Delta-secretase (AEP) mediates tau-splicing imbalance and accelerates cognitive decline in tauopathies

Abstract

SRPK2 is abnormally activated in tauopathies including Alzheimer's disease (AD). SRPK2 is known to play an important role in pre-mRNA splicing by phosphorylating SR-splicing factors. Dysregulation of tau exon 10 pre-mRNA splicing causes pathological imbalances in 3R- and 4R-tau, leading to neurodegeneration; however, the role of SRPK2 in these processes remains unclear. Here we show that delta-secretase (also known as asparagine endopeptidase; AEP), which is activated in AD, cleaves SRPK2 and increases its nuclear translocation as well as kinase activity, augmenting exon 10 inclusion.
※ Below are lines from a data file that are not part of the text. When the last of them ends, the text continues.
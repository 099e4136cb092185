use super::*;

/// Tests orders are only visible to the user who placed them and the
/// restaurant that received them.
///
/// Expected: Ok for the two parties, Err(AppError::NotFound) for anyone else
#[tokio::test]
async fn visible_to_both_parties_only() -> Result<(), AppError> {
    let test = TestBuilder::new()
        .with_order_tables()
        .build()
        .await
        .unwrap();
    let db = test.db.as_ref().unwrap();
    let restaurant = factory::create_restaurant(db).await?;
    let other_restaurant = factory::create_restaurant(db).await?;
    let user = factory::create_user(db).await?;
    let other_user = factory::create_user(db).await?;
    let order = factory::create_order(db, user.id, restaurant.id).await?;

    let service = OrderService::new(db);

    assert_eq!(service.get_for_user(user.id, order.id).await?.id, order.id);
    assert_eq!(
        service
            .get_for_restaurant(restaurant.id, order.id)
            .await?
            .id,
        order.id
    );
    assert!(matches!(
        service.get_for_user(other_user.id, order.id).await,
        Err(AppError::NotFound(_))
    ));
    assert!(matches!(
        service.get_for_restaurant(other_restaurant.id, order.id).await,
        Err(AppError::NotFound(_))
    ));
    assert!(matches!(
        service.get_for_user(user.id, order.id + 1000).await,
        Err(AppError::NotFound(_))
    ));

    Ok(())
}

/// Expected: Ok(PaginatedOrders) with page metadata for each side
#[tokio::test]
async fn lists_pages_with_totals() -> Result<(), AppError> {
    let test = TestBuilder::new()
        .with_order_tables()
        .build()
        .await
        .unwrap();
    let db = test.db.as_ref().unwrap();
    let restaurant = factory::create_restaurant(db).await?;
    let user = factory::create_user(db).await?;
    for _ in 0..5 {
        factory::create_order(db, user.id, restaurant.id).await?;
    }

    let service = OrderService::new(db);
    let user_page = service.list_for_user(user.id, 1, 2).await?;
    let restaurant_page = service.list_for_restaurant(restaurant.id, 2, 2).await?;

    assert_eq!(user_page.total, 5);
    assert_eq!(user_page.total_pages, 3);
    assert_eq!(user_page.page, 1);
    assert_eq!(user_page.orders.len(), 2);
    assert_eq!(restaurant_page.orders.len(), 1);

    Ok(())
}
Conversely, AEP-uncleavable SRPK2 N342A mutant increases exon 10 exclusion. Lentiviral expression of truncated SRPK2 increases 4R-tau isoforms and accelerates cognitive decline in htau mice. Uncleavable SRPK2 N342A expression improves synaptic functions and prevents spatial memory deficits in tau intronic mutant FTDP-17 transgenic mice. Hence, AEP mediates tausplicing imbalance in tauopathies via cleaving SRPK2.